Lymphocyte abnormalities in myelodysplastic syndromes (MDS) have been widely described, but the role of the immune system in the pathogenesis of these clonal disorders remains controversial. An active role of lymphocytes in suppressing normal hematopoiesis may be implicated in MDS with hypoplastic marrow. We have studied in vitro and in vivo activity of cyclosporin-A (CSA) on hematopoiesis in patients affected by hypoplastic MDS without blast excess.

Nine consecutive patients with hypoplastic refractory anemia (RA), followed up in our out-patient unit, were treated with CSA at daily doses of 1-3 mg/kg for at least three months. Low dose steroids or danazol were transiently added in 7/9 patients. Differences between pre- and post-treatment parameters were studied by the Student's t-test. In vitro effect of CSA on circulating hematopoietic progenitors was studied by the methylcellulose colony assay.

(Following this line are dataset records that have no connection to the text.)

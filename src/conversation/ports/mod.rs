//! Port contracts for conversation storage and the remote model.

mod model;
mod repository;

#[cfg(test)]
pub use model::MockModelService;
pub use model::{ModelEventStream, ModelService, ModelServiceError, ModelServiceResult};
pub use repository::{
    ConversationRepository, ConversationRepositoryError, ConversationRepositoryResult,
};
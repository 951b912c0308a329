//! Resources and prompts exposed to protocol clients.
//!
//! Resources are URI-addressed documents produced by a [`domain::ResourceReader`];
//! prompts are named message templates produced by a
//! [`domain::PromptGenerator`]. Both live in a session's registries and may be
//! persisted through the ports in [`ports`].

pub mod adapters;
pub mod domain;
pub mod ports;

Before treatment, fewer circulating hematopoietic progenitors were found in all patients as compared to normal subjects. The number of CD34+ cells was about halved, while circulating erythroid and myeloid colony-forming cells (CFC) were reduced to one-fifth. After a mean period of 22 months of CSA treatment (median: 14.5 months), hemoglobin was significantly and persistently increased in two patients, platelets in one, platelets and hemoglobin in two. Two patients showed transient responses, one patient did not tolerate the treatment and one patient is close to a significant response. At in vitro CSA concentrations similar to those achieved in vivo after oral administration the drug significantly increased cell colony growth in hypoplastic RA. This test correctly predicted a positive clinical response to CSA in 3/5 cases and treatment failure in 4/4 cases.

About one half of hypoplastic RA patients benefited from CSA treatment. A larger study could verify whether in vitro culture of hematopoietic progenitors in the presence of CSA can predict the clinical response and whether this treatment could prolong patients' survival.